> DATA FOR REVIEW
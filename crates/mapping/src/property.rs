//! Property-level extraction and type checks
//!
//! A property value of `null` at the top level means the property is absent:
//! it is not stored, and clearing a stored property unsets it.

use strata_core::{
    CanonicalValue, Error, JsonPath, LeafKind, PropertyKind, PropertyMetadata, Result, ScalarType,
    Value,
};

use crate::extract::Extractor;

/// Check a canonical value against the property declaration
pub fn check_property(prop: &PropertyMetadata, value: &CanonicalValue) -> Result<()> {
    if value.is_null() {
        if prop.nullable {
            return Ok(());
        }
        return Err(Error::invalid_input(format!("property '{}' is required", prop.name)));
    }

    let PropertyKind::Scalar(ty) = &prop.kind else {
        return Ok(());
    };
    let matches = match (ty, value) {
        (ScalarType::String, CanonicalValue::String(_))
        | (ScalarType::Int, CanonicalValue::Int(_))
        | (ScalarType::Float, CanonicalValue::Float(_))
        | (ScalarType::Bool, CanonicalValue::Bool(_)) => true,
        (ScalarType::DateTime, CanonicalValue::Typed(leaf)) => leaf.kind() == LeafKind::DateTime,
        (ScalarType::Uuid, CanonicalValue::Typed(leaf)) => leaf.kind() == LeafKind::Uuid,
        _ => false,
    };
    if matches {
        Ok(())
    } else {
        Err(Error::invalid_input(format!(
            "property '{}' expects {}, got {}",
            prop.name,
            ty,
            match value {
                CanonicalValue::Typed(leaf) => leaf.kind().to_string(),
                other => other.type_name().to_lowercase(),
            }
        )))
    }
}

/// Extract and check a live property value
///
/// Returns `None` when the property is absent (top-level null).
pub fn extract_property(
    extractor: &Extractor<'_>,
    prop: &PropertyMetadata,
    value: &Value,
) -> Result<Option<CanonicalValue>> {
    let canonical = extractor.extract_at(value, &JsonPath::property(prop.name.clone()))?;
    check_property(prop, &canonical)?;
    Ok(normalize(canonical))
}

/// Map a top-level null to absence
pub fn normalize(value: CanonicalValue) -> Option<CanonicalValue> {
    match value {
        CanonicalValue::Null => None,
        other => Some(other),
    }
}
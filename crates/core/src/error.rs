//! Error types for strata-orm
//!
//! Every layer reports failures through [`Error`]. We use `thiserror` for
//! `Display` and `Error` implementations.
//!
//! | Variant | Raised by | Retryable |
//! |---------|-----------|-----------|
//! | `UnsupportedValueKind` | extractor, scalar checks | no |
//! | `CyclicValue` | extractor | no |
//! | `Hydration` | decoding a stored payload | no |
//! | `Conflict` | unique, primary-key or version violation at flush | yes |
//! | `NotFound` | `find_one_or_fail`, `refresh` | no |
//! | `InvalidInput` | unknown entity/property, type mismatch, bad filter | no |
//! | `LimitExceeded` | nesting or path limits | no |
//! | `Storage` | any other backend failure | depends |
//! | `Config` | configuration parsing | no |

use crate::limits::LimitError;
use crate::path::JsonPath;
use thiserror::Error;

/// Result type alias for strata-orm operations
pub type Result<T> = std::result::Result<T, Error>;

/// Error type for strata-orm
#[derive(Debug, Error)]
pub enum Error {
    /// A value that is neither a container, a scalar, nor a registered typed leaf
    #[error("unsupported value kind '{kind}' at {path}")]
    UnsupportedValueKind {
        /// Location of the offending value
        path: JsonPath,
        /// Human-readable kind of the value
        kind: String,
    },

    /// A container reachable from itself
    #[error("cyclic value at {path}")]
    CyclicValue {
        /// Location where the cycle closes
        path: JsonPath,
    },

    /// A stored payload could not be decoded
    #[error("hydration failed at {path}: {reason}")]
    Hydration {
        /// Location of the offending payload
        path: JsonPath,
        /// What was wrong with it
        reason: String,
    },

    /// Unique, primary-key or version constraint violated at flush
    #[error("conflict on {entity}: {reason}")]
    Conflict {
        /// Entity (or collection) the write targeted
        entity: String,
        /// Constraint that was violated
        reason: String,
    },

    /// Lookup found no matching entity
    #[error("{entity} not found: {filter}")]
    NotFound {
        /// Entity name
        entity: String,
        /// Rendered filter
        filter: String,
    },

    /// Invalid argument or state
    #[error("invalid input: {reason}")]
    InvalidInput {
        /// What was invalid
        reason: String,
    },

    /// Nesting or path limit exceeded
    #[error("limit exceeded: {0}")]
    LimitExceeded(#[from] LimitError),

    /// Backend failure that is not a constraint violation
    #[error("storage error: {message}")]
    Storage {
        /// Backend message
        message: String,
    },

    /// Invalid configuration
    #[error("configuration error: {reason}")]
    Config {
        /// What was invalid
        reason: String,
    },
}

impl Error {
    /// Create an `InvalidInput` error
    pub fn invalid_input(reason: impl Into<String>) -> Self {
        Error::InvalidInput {
            reason: reason.into(),
        }
    }

    /// Create a `Hydration` error
    pub fn hydration(path: JsonPath, reason: impl Into<String>) -> Self {
        Error::Hydration {
            path,
            reason: reason.into(),
        }
    }

    /// Create an `UnsupportedValueKind` error
    pub fn unsupported(path: JsonPath, kind: impl Into<String>) -> Self {
        Error::UnsupportedValueKind {
            path,
            kind: kind.into(),
        }
    }

    /// Create a `Conflict` error
    pub fn conflict(entity: impl Into<String>, reason: impl Into<String>) -> Self {
        Error::Conflict {
            entity: entity.into(),
            reason: reason.into(),
        }
    }

    /// Create a `Storage` error
    pub fn storage(message: impl Into<String>) -> Self {
        Error::Storage {
            message: message.into(),
        }
    }

    /// Create a `Config` error
    pub fn config(reason: impl Into<String>) -> Self {
        Error::Config {
            reason: reason.into(),
        }
    }

    /// True for constraint violations
    pub fn is_conflict(&self) -> bool {
        matches!(self, Error::Conflict { .. })
    }

    /// True when a lookup found nothing
    pub fn is_not_found(&self) -> bool {
        matches!(self, Error::NotFound { .. })
    }

    /// True when the caller may retry after reconciling
    pub fn is_retryable(&self) -> bool {
        self.is_conflict()
    }

    /// Path carried by the error, if any
    pub fn path(&self) -> Option<&JsonPath> {
        match self {
            Error::UnsupportedValueKind { path, .. }
            | Error::CyclicValue { path }
            | Error::Hydration { path, .. } => Some(path),
            _ => None,
        }
    }
}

> EXERCISE REQUIREMENTS
Filter the entries above down to the lines containing the word "JsonPath".

> WRITTEN SOLUTION
    CanonicalValue, Error, JsonPath, LeafKind, PropertyKind, PropertyMetadata, Result, ScalarType,
    let canonical = extractor.extract_at(value, &JsonPath::property(prop.name.clone()))?;
use crate::path::JsonPath;
        path: JsonPath,
        path: JsonPath,
        path: JsonPath,
    pub fn hydration(path: JsonPath, reason: impl Into<String>) -> Self {
    pub fn unsupported(path: JsonPath, kind: impl Into<String>) -> Self {
    pub fn path(&self) -> Option<&JsonPath> {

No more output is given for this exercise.